One-sentence Summary

Researchers from the University of Toronto and Coolwei AI Lab propose ThinkTwice, a two-phase framework that uses Group Relative Policy Optimization to jointly optimize large language models for reasoning and self-refinement without critique annotations, significantly improving mathematical reasoning performance across five benchmarks and two model families including Qwen3-4B and Olmo3-7B.

Key Contributions

The paper introduces ThinkTwice, a two-phase reinforcement learning framework that jointly optimizes large language models to solve reasoning problems and perform self-refinement using Group Relative Policy Optimization. This method utilizes a shared policy and a single binary correctness reward across both phases, eliminating the need for critique annotations, process labels, or external verifiers.
The research demonstrates an implicit rectify-then-fortify curriculum during training, where the model initially focuses on correcting errors and subsequently shifts toward preserving correct solutions. This dynamic behavior produces a more rectified reward signal while adding minimal training overhead compared to standard optimization baselines.
Experimental results across five mathematical reasoning benchmarks and two model families, including Qwen3-4B and Olmo3-7B, show significant performance gains over competitive online policy optimization baselines. For example, on the AIME benchmark, the framework improves Qwen3-4B performance by 11.5 percentage points after one self-refinement step when measured by pass@4.

Introduction

Reinforcement learning with verifiable rewards (RLVR) is a critical technique for enhancing the reasoning capabilities of large language models through outcome-based signals. While existing self-refinement methods often rely on expensive process supervision, critique annotations, or external verifiers, they frequently fail to learn a reusable refinement policy or struggle with unreliable prompt-only corrections. The authors leverage a two-phase framework called ThinkTwice to jointly optimize reasoning and self-refinement using only a simple binary correctness reward. By alternating between optimizing for problem-solving and optimizing for solution refinement, the framework establishes an implicit curriculum that corrects errors early in training and preserves correct solutions as the model improves.

Dataset

The authors utilize the following datasets for training and evaluation:

Training Data: The model is trained on the MATH dataset, which contains 7,500 problems categorized into seven subjects and five difficulty levels.
Evaluation Benchmarks: To assess mathematical reasoning, the authors use a test set of 1,526 problems drawn from five distinct sources:
- MATH500: 500 problems sourced from the MATH test set.
- OlympiadBench: 581 problems from olympiad level competitions.
- Minerva Math: 272 problems from high school math competitions.
- AIME: 90 problems from the AIME 2022 to 2024 period.
- AMC: 83 problems from the AMC 10/12 competitions.
Data Processing and Evaluation: Each problem is structured with a specific task instruction that directs the model to provide its final answer within a boxed format. Accuracy is measured through exact matching of the boxed content using the Huggingface Math-Verify tool.

Method

The authors leverage Group Relative Policy Optimization (GRPO) as the foundational reinforcement learning algorithm for ThinkTwice, enabling joint optimization of reasoning and self-refinement without external verification signals. GRPO operates by sampling a group of responses for each input and computing advantages through group normalization, which eliminates the need for a separate critic model and enhances training stability. The policy update follows a clipped surrogate objective that balances performance improvement with KL divergence constraints against a reference policy, with rewards derived from outcome-based correctness for mathematical reasoning tasks.

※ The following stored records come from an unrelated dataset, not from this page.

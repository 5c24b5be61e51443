//! Failure modes of answering one inline query.

use thiserror::Error;

use crate::compose::ComposeError;

/// Why a note could not be rendered. None of these are fatal: the request is
/// dropped without a reply and the error is logged at the level given by
/// [`LookupError::is_expected`].
#[derive(Debug, Error)]
pub enum LookupError {
    #[error("input is not a note reference: {0:?}")]
    InvalidReference(String),
    #[error("event {0} not found on any reachable relay")]
    EventNotFound(String),
    #[error("no metadata found for author {0}")]
    AuthorNotFound(String),
    #[error("malformed metadata for author {pubkey}: {source}")]
    MalformedMetadata {
        pubkey: String,
        #[source]
        source: serde_json::Error,
    },
    #[error("failed to render note: {0}")]
    Rendering(#[from] ComposeError),
}

impl LookupError {
    /// Errors caused by user input or missing data rather than a fault.
    pub fn is_expected(&self) -> bool {
        matches!(self, Self::InvalidReference(_) | Self::EventNotFound(_))
    }
}
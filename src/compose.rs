//! Rendering of a note into the inline answer title and HTML body.

use chrono::DateTime;
use handlebars::{Handlebars, RenderError, TemplateError};
use serde::Serialize;
use thiserror::Error;
use url::Url;

use crate::{
    engagement::EngagementMetrics,
    event::Event,
    metadata::ProfileMetadata,
    nip19::{self, Nip19Error},
};

/// Maximum characters of note content shown in the body.
pub const BODY_LIMIT: usize = 240;
/// Maximum characters of the result title.
pub const TITLE_LIMIT: usize = 150;
const ELLIPSIS: &str = "...";
const DATE_FORMAT: &str = "%-I:%M %p · %b %-d, %Y";

/// Telegram HTML layout of a rendered note. Values are HTML-escaped.
const NOTE_TEMPLATE: &str = r#"<b>{{display_name}}{{#if nip05}} ({{nip05}}){{/if}}</b>
<code>
{{text}}
</code>
{{replies}} Replies {{reposts}} Reposts {{likes}} Likes {{zaps}} Zaps
<a href="{{link}}">{{link_label}}</a>		{{created_at}}
"#;

#[derive(Debug, Error)]
pub enum ComposeError {
    #[error("cannot encode note reference: {0}")]
    Reference(#[from] Nip19Error),
    #[error("invalid link base: {0}")]
    LinkBase(#[from] url::ParseError),
    #[error("invalid template: {0}")]
    Template(#[from] Box<TemplateError>),
    #[error("template rendering failed: {0}")]
    Render(#[from] RenderError),
    #[error("timestamp {0} is out of range")]
    Timestamp(u64),
}

/// Final answer handed to the transport.
#[derive(Debug, Clone, PartialEq)]
pub struct RenderedAnswer {
    /// Event id, reused as the inline result id.
    pub id: String,
    pub title: String,
    pub body: String,
}

#[derive(Serialize)]
struct NoteView<'a> {
    display_name: &'a str,
    nip05: &'a str,
    text: &'a str,
    created_at: String,
    link: String,
    link_label: &'a str,
    replies: u64,
    reposts: u64,
    likes: u64,
    zaps: u64,
}

/// Turns a note, its author profile and engagement counts into an answer.
pub struct Composer {
    registry: Handlebars<'static>,
    link_base: String,
    link_label: String,
}

impl Composer {
    /// `link_base` is the web client URL that `note1…` ids are appended to.
    pub fn new(link_base: &str) -> Result<Self, ComposeError> {
        Self::with_template(link_base, NOTE_TEMPLATE)
    }

    fn with_template(link_base: &str, template: &str) -> Result<Self, ComposeError> {
        let url = Url::parse(link_base)?;
        let link_label = match url.host_str() {
            Some(host) => format!("Open on {host}"),
            None => "Open note".to_string(),
        };
        let mut link_base = url.to_string();
        if !link_base.ends_with('/') {
            link_base.push('/');
        }
        let mut registry = Handlebars::new();
        registry.set_strict_mode(true);
        registry
            .register_template_string("note", template)
            .map_err(Box::new)?;
        Ok(Self {
            registry,
            link_base,
            link_label,
        })
    }

    /// Build the title and body for `note`.
    ///
    /// Any failure fails the whole composition; no partial answer is produced.
    pub fn compose(
        &self,
        note: &Event,
        metadata: &ProfileMetadata,
        metrics: &EngagementMetrics,
    ) -> Result<RenderedAnswer, ComposeError> {
        let display_name = metadata.shown_name();
        let text = truncate(&note.content, BODY_LIMIT);
        let created_at = i64::try_from(note.created_at)
            .ok()
            .and_then(|secs| DateTime::from_timestamp(secs, 0))
            .ok_or(ComposeError::Timestamp(note.created_at))?
            .format(DATE_FORMAT)
            .to_string();
        let view = NoteView {
            display_name,
            nip05: &metadata.nip05,
            text: &text,
            created_at,
            link: format!("{}{}", self.link_base, nip19::encode_note(&note.id)?),
            link_label: &self.link_label,
            replies: metrics.replies,
            reposts: metrics.reposts,
            likes: metrics.positive_reactions,
            // msat to sat, truncating
            zaps: metrics.zap_msat / 1000,
        };
        let body = self.registry.render("note", &view)?;
        let title = truncate(&format!("{display_name}: {text}"), TITLE_LIMIT);
        Ok(RenderedAnswer {
            id: note.id.clone(),
            title,
            body,
        })
    }
}

/// Cut `s` to at most `budget` characters, marking the cut with `...`.
pub fn truncate(s: &str, budget: usize) -> String {
    match s.char_indices().nth(budget) {
        Some((cut, _)) => format!("{}{ELLIPSIS}", &s[..cut]),
        None => s.to_string(),
    }
}
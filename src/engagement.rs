//! Engagement counters derived from the events that reference a note.

use tokio_util::sync::CancellationToken;
use tracing::debug;

use crate::{
    bolt11,
    event::{Event, KIND_REACTION, KIND_REPOST, KIND_TEXT_NOTE, KIND_ZAP_RECEIPT},
    filter::Filter,
    query::QueryAggregator,
};

/// Reaction contents counted as likes. Everything else, including `-` and an
/// empty reaction, is ignored.
pub const POSITIVE_REACTIONS: [&str; 4] = ["👍", "🤙", "+", "♥️"];

#[derive(Debug, Clone, Copy, Default, PartialEq, Eq)]
pub struct EngagementMetrics {
    /// Sum of zap invoice amounts in millisatoshis.
    pub zap_msat: u64,
    pub positive_reactions: u64,
    pub replies: u64,
    pub reposts: u64,
}

impl EngagementMetrics {
    /// Single pass over `events`, counting only those that reference `note_id`.
    ///
    /// Zap receipts whose invoice is missing or cannot be decoded are skipped.
    pub fn compute<'a>(note_id: &str, events: impl IntoIterator<Item = &'a Event>) -> Self {
        let mut metrics = Self::default();
        for ev in events {
            if !ev.references(note_id) {
                continue;
            }
            match ev.kind {
                KIND_ZAP_RECEIPT => {
                    let Some(invoice) = ev.first_tag_value("bolt11") else {
                        debug!(id = %ev.id, "zap receipt without bolt11 tag");
                        continue;
                    };
                    match bolt11::amount_msat(invoice) {
                        Ok(msat) => metrics.zap_msat = metrics.zap_msat.saturating_add(msat),
                        Err(e) => debug!(id = %ev.id, error = %e, "skipping undecodable zap"),
                    }
                }
                KIND_REACTION => {
                    if POSITIVE_REACTIONS.contains(&ev.content.as_str()) {
                        metrics.positive_reactions += 1;
                    }
                }
                KIND_TEXT_NOTE => metrics.replies += 1,
                KIND_REPOST => metrics.reposts += 1,
                _ => {}
            }
        }
        metrics
    }
}

/// Replies, reposts, reactions and zap receipts tagging `note_id`.
pub fn engagement_filter(note_id: &str) -> Filter {
    Filter::new()
        .kinds([KIND_TEXT_NOTE, KIND_REPOST, KIND_REACTION, KIND_ZAP_RECEIPT])
        .tag('e', [note_id])
}

/// Query the relays for engagements with `note_id` and count them.
pub async fn fetch(
    aggregator: &QueryAggregator,
    cancel: &CancellationToken,
    relays: &[String],
    note_id: &str,
) -> EngagementMetrics {
    let events = aggregator
        .query_all(cancel, relays, engagement_filter(note_id))
        .await;
    EngagementMetrics::compute(note_id, &events)
}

Framework diagram of ThinkTwice training process

As shown in the figure below, the ThinkTwice framework alternates between two distinct training phases within a unified GRPO structure. In Phase 1, the model generates multiple candidate solutions for a batch of problems using the current policy, evaluates them with correctness rewards, and updates the policy based on these outcomes. This phase focuses on reasoning optimization, where the model learns to generate accurate solutions from scratch. From the generated responses, one base solution is randomly selected per problem to serve as the input for the subsequent refinement phase.

Comparison of ThinkTwice with existing methods

In Phase 2, the model uses the updated policy to generate refinement attempts for the selected base solutions. The refinement prompt is constructed as a multi-turn conversation, conditioning the model on its own prior response and a task-agnostic instruction to review and improve it. The refinement process is also evaluated using the same correctness reward, and the policy is updated again via GRPO, enabling the model to learn self-improvement strategies. This two-phase structure exposes the model to each problem twice—once for initial reasoning and once for refinement—under complementary objectives.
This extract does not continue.